-- Stored data follows --
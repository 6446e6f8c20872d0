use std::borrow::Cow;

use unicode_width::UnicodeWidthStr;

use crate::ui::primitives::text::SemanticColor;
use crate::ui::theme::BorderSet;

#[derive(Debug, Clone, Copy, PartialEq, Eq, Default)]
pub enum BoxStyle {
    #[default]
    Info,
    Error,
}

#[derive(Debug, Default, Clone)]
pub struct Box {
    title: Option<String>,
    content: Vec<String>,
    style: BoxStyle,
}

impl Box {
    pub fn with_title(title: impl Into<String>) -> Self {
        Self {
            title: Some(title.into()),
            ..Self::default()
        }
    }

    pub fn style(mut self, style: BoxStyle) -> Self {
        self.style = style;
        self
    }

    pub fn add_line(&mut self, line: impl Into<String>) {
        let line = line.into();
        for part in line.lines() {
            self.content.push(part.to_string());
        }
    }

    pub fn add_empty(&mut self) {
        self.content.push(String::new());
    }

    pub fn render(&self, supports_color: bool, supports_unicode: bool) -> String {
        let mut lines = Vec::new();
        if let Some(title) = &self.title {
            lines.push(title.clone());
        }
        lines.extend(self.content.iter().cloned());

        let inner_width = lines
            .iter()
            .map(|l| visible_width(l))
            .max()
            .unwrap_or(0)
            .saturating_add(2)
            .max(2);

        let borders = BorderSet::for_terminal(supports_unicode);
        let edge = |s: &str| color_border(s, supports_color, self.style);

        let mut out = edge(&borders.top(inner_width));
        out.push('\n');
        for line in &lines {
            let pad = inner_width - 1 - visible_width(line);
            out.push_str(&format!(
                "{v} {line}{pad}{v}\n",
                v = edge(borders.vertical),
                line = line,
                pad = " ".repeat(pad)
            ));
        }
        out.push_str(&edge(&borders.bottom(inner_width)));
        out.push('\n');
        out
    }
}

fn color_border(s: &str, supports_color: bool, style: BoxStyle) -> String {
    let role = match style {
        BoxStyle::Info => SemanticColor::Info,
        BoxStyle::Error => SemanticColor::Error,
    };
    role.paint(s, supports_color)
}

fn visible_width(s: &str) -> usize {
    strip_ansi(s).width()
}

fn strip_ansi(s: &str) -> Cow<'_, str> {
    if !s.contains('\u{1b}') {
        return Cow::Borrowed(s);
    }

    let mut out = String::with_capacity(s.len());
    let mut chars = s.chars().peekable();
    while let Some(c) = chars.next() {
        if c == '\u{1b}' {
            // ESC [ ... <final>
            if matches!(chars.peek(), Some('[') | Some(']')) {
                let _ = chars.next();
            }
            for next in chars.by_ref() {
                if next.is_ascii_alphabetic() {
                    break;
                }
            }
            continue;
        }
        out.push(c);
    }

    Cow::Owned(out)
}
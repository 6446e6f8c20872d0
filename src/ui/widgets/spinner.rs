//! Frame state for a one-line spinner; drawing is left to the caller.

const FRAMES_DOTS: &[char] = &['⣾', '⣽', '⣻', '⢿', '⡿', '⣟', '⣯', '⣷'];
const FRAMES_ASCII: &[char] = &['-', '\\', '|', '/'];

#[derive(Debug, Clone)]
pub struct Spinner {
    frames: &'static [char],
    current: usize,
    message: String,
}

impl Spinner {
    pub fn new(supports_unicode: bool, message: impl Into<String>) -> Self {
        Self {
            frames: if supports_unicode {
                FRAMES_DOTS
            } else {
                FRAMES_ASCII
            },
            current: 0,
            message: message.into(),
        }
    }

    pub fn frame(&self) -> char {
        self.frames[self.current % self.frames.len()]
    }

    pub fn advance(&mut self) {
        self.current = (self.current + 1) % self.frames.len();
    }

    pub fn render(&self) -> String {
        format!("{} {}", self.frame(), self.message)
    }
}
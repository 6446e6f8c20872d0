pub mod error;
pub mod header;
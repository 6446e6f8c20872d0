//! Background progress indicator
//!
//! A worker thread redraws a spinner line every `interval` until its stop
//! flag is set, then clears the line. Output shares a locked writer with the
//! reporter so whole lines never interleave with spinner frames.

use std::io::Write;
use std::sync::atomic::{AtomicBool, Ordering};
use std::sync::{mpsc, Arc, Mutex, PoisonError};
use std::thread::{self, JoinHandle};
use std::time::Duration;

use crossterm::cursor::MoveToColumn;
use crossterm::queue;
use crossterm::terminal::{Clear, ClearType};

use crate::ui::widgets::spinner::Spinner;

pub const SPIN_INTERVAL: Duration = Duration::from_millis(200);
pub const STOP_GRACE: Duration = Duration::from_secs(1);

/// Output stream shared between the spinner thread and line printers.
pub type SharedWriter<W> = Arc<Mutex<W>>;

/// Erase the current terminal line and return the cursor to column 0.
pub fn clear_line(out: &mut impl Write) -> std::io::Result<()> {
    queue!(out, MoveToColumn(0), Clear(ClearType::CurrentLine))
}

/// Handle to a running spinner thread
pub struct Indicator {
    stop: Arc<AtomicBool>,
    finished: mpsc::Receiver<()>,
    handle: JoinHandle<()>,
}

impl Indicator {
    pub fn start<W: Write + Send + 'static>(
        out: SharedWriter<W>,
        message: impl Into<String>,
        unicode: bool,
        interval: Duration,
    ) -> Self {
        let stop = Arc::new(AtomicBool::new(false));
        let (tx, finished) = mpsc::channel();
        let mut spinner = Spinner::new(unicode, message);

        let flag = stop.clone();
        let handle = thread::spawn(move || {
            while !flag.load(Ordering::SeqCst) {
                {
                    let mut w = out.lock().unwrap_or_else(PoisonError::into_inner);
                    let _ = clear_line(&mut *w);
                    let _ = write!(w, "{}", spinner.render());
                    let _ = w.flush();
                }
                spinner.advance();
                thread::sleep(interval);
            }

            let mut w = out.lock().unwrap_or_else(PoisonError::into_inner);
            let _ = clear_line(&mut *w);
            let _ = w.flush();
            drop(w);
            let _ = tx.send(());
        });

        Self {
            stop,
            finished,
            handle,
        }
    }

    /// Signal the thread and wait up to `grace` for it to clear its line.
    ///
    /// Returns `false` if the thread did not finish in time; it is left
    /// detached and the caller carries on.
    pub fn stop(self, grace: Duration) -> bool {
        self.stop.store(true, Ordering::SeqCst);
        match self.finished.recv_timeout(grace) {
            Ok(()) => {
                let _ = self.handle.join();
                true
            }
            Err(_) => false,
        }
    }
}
-- Stored data concluded --
-- Stored data follows --
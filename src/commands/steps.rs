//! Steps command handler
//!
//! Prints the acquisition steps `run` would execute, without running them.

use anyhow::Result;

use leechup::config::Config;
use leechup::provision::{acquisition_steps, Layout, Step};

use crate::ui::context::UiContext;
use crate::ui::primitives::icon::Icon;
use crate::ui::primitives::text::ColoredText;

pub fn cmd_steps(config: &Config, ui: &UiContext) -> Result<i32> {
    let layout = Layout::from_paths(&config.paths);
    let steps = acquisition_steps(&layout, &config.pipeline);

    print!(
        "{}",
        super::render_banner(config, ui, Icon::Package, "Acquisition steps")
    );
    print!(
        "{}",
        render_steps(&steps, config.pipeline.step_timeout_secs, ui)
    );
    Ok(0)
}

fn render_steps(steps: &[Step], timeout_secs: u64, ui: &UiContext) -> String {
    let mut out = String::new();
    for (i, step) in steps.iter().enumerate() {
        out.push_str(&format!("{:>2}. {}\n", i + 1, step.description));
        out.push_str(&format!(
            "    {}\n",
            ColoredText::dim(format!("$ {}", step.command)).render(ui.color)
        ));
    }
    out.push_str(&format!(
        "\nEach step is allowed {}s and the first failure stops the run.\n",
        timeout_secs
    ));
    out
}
-- Stored data concluded --
-- Stored data follows --
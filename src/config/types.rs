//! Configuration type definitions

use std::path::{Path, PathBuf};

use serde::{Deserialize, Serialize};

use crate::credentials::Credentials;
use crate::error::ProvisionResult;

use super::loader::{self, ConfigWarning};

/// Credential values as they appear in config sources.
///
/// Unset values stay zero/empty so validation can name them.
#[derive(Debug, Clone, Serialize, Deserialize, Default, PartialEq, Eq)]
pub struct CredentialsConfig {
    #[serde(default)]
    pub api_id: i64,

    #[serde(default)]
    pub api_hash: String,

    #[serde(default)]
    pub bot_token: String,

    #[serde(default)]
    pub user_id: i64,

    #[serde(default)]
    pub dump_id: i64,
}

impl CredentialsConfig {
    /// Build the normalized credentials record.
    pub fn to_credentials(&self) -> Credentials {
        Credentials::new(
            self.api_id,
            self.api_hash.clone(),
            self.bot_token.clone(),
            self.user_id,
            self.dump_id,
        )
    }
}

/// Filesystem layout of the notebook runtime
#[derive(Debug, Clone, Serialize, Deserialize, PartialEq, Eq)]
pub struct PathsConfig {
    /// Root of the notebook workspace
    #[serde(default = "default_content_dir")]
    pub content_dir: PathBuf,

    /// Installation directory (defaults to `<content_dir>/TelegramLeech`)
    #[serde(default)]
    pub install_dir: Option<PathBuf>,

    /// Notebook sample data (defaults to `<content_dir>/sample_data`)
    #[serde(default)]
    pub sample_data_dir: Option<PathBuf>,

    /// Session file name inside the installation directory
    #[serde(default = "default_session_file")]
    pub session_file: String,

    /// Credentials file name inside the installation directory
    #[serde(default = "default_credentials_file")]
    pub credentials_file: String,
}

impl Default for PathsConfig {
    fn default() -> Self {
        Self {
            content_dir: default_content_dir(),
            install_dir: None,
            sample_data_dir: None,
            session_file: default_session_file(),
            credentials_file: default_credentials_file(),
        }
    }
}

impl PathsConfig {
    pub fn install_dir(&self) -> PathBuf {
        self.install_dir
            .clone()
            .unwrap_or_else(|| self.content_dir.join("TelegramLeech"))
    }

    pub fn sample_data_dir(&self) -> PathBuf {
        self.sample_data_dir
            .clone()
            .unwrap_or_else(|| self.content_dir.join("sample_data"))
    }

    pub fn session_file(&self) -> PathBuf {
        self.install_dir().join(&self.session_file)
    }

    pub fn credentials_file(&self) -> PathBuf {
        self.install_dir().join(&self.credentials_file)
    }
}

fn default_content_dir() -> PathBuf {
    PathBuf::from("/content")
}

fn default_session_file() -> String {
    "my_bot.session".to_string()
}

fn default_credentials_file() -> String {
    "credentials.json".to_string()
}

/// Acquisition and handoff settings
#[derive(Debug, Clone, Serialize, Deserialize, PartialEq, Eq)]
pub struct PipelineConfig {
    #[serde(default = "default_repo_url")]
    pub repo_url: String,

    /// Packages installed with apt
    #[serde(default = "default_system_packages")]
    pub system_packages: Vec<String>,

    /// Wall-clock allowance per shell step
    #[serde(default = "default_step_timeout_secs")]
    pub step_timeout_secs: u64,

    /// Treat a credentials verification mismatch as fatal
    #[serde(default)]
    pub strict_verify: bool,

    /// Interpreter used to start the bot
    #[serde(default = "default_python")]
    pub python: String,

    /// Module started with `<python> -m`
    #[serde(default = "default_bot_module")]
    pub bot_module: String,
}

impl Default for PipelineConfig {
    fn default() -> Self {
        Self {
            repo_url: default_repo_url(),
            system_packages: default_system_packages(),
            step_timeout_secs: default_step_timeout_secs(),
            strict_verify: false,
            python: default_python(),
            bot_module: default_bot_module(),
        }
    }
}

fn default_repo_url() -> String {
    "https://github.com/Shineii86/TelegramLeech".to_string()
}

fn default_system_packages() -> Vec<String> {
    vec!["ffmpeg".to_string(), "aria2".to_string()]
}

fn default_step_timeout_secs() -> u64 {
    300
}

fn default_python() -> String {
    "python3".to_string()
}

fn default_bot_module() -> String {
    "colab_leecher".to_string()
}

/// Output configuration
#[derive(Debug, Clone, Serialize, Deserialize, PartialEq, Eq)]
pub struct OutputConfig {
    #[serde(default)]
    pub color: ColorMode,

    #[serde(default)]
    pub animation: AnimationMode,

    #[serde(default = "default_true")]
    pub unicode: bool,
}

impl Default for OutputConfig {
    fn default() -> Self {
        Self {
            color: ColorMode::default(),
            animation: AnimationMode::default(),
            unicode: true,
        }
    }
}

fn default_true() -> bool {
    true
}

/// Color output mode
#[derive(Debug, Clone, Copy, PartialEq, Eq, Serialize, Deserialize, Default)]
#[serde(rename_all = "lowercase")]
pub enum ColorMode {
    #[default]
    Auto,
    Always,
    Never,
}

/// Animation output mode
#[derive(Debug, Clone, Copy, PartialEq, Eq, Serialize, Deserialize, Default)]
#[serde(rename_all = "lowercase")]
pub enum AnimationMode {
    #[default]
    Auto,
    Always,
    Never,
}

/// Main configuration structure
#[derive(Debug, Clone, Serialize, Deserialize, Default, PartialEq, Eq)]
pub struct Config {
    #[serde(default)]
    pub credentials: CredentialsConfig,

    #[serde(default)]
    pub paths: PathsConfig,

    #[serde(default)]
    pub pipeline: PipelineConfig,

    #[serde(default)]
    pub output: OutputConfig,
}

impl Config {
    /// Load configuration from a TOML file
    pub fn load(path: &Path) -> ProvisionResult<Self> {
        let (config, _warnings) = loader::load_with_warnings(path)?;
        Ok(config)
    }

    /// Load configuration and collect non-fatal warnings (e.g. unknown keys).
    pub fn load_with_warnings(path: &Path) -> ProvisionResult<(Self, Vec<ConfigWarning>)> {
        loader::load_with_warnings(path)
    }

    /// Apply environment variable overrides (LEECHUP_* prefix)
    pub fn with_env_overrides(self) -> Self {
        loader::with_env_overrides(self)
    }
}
-- Stored data concluded --
◆ Task to carry out
Please filter the listing down to lines that include the word "Some".

◆ Solution to the exercise
            title: Some(title.into()),
        if let Some(title) = &self.title {
    while let Some(c) = chars.next() {
            if matches!(chars.peek(), Some('[') | Some(']')) {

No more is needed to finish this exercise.